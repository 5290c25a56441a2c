pub mod persistence;
pub mod routes;

pub use persistence::PersistenceRefresher;
pub use routes::RouteRefresher;

use crate::context::AppContext;
use crate::model::{LoadedModule, ModuleName, ModuleState, Transition};
use parking_lot::Mutex;
use std::collections::HashMap;
use std::sync::Arc;

/// A component that reacts to reloaded modules.
///
/// Two-phase contract: `process` marks (and must be idempotent), `execute`
/// applies. Listeners receive typed transitions: `Discovered` for a module
/// the built-in mechanism does not know, `Promoted` when built-in discovery
/// has taken ownership and the listener must drop the module from any
/// pending set it tracks.
pub trait ReloadListener: Send + Sync {
    fn name(&self) -> &str;

    /// Called once at startup with the live application context; a listener
    /// may install itself (or its collaborators) as beans here.
    fn register(&self, _ctx: &AppContext) {}

    /// Fast predicate with no side effects: is this module within the
    /// listener's domain?
    fn supports(&self, module: &LoadedModule) -> bool;

    /// Mark phase. Idempotent: a repeated call with the same arguments
    /// leaves the listener's state unchanged from a single call.
    fn process(&self, module: &Arc<LoadedModule>, transition: Transition);

    /// Apply phase. Returns whether any change was applied; the result is
    /// used for logging only, never for control flow.
    fn execute(&self) -> anyhow::Result<bool>;

    /// Whether the listener has fully applied this module. Gates promotion;
    /// listeners without per-module apply tracking accept the default.
    fn applied(&self, _module: &ModuleName) -> bool {
        true
    }
}

struct Tracked {
    module: Arc<LoadedModule>,
    state: ModuleState,
}

/// Owner of the canonical per-module lifecycle state and of listener
/// dispatch. Listeners may keep derived views, but state transitions flow
/// from here only.
#[derive(Default)]
pub struct ReloadBroker {
    listeners: Vec<Arc<dyn ReloadListener>>,
    tracked: Mutex<HashMap<ModuleName, Tracked>>,
}

impl ReloadBroker {
    pub fn new() -> Self {
        Self::default()
    }

    /// Registration order is dispatch order.
    pub fn add_listener(&mut self, listener: Arc<dyn ReloadListener>) {
        log::debug!("registered reload listener '{}'", listener.name());
        self.listeners.push(listener);
    }

    /// Call each listener's `register` with the live context. Once, at
    /// startup.
    pub fn install(&self, ctx: &AppContext) {
        for listener in &self.listeners {
            listener.register(ctx);
        }
    }

    pub fn state(&self, name: &str) -> Option<ModuleState> {
        self.tracked.lock().get(name).map(|t| t.state)
    }

    /// Dispatch a transition for one module: `supports` on every listener in
    /// registration order, then `process` and `execute` for each supporter.
    ///
    /// One listener failing to apply never prevents the rest from running;
    /// the failure is logged against that listener and dispatch continues.
    /// Returns whether any listener applied a change.
    pub fn dispatch(&self, module: &Arc<LoadedModule>, transition: Transition) -> bool {
        let name = module.name().clone();
        {
            // A recreated or recompiled module restarts at New, even if it
            // was Promoted before.
            let state = match transition {
                Transition::Discovered => ModuleState::New,
                Transition::Promoted => ModuleState::Promoted,
            };
            self.tracked.lock().insert(
                name.clone(),
                Tracked {
                    module: module.clone(),
                    state,
                },
            );
        }

        let mut any_applied = false;
        for listener in &self.listeners {
            if !listener.supports(module) {
                continue;
            }
            listener.process(module, transition);
            match listener.execute() {
                Ok(applied) => {
                    any_applied |= applied;
                    log::debug!(
                        "listener '{}' processed '{}' (applied: {})",
                        listener.name(),
                        name,
                        applied
                    );
                }
                Err(e) => {
                    log::error!("reload listener '{}' failed: {:#}", listener.name(), e);
                }
            }
        }

        self.sweep_settled();
        any_applied
    }

    /// Built-in discovery claims a module.
    pub fn promote(&self, module: &Arc<LoadedModule>) -> bool {
        self.dispatch(module, Transition::Promoted)
    }

    /// Promote every still-New module once all of its supporting listeners
    /// report it applied. A module no listener claims is promoted right
    /// after its initial load.
    fn sweep_settled(&self) {
        let mut tracked = self.tracked.lock();
        for (name, t) in tracked.iter_mut() {
            if t.state != ModuleState::New {
                continue;
            }
            let settled = self
                .listeners
                .iter()
                .filter(|l| l.supports(&t.module))
                .all(|l| l.applied(name));
            if settled {
                log::debug!("module '{}' promoted", name);
                t.state = ModuleState::Promoted;
            }
        }
    }
}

● **YOUR OBJECTIVE**
A single figure must be given: how many lines of the records above include the string "flow".

● **EXERCISE OUTPUT**
2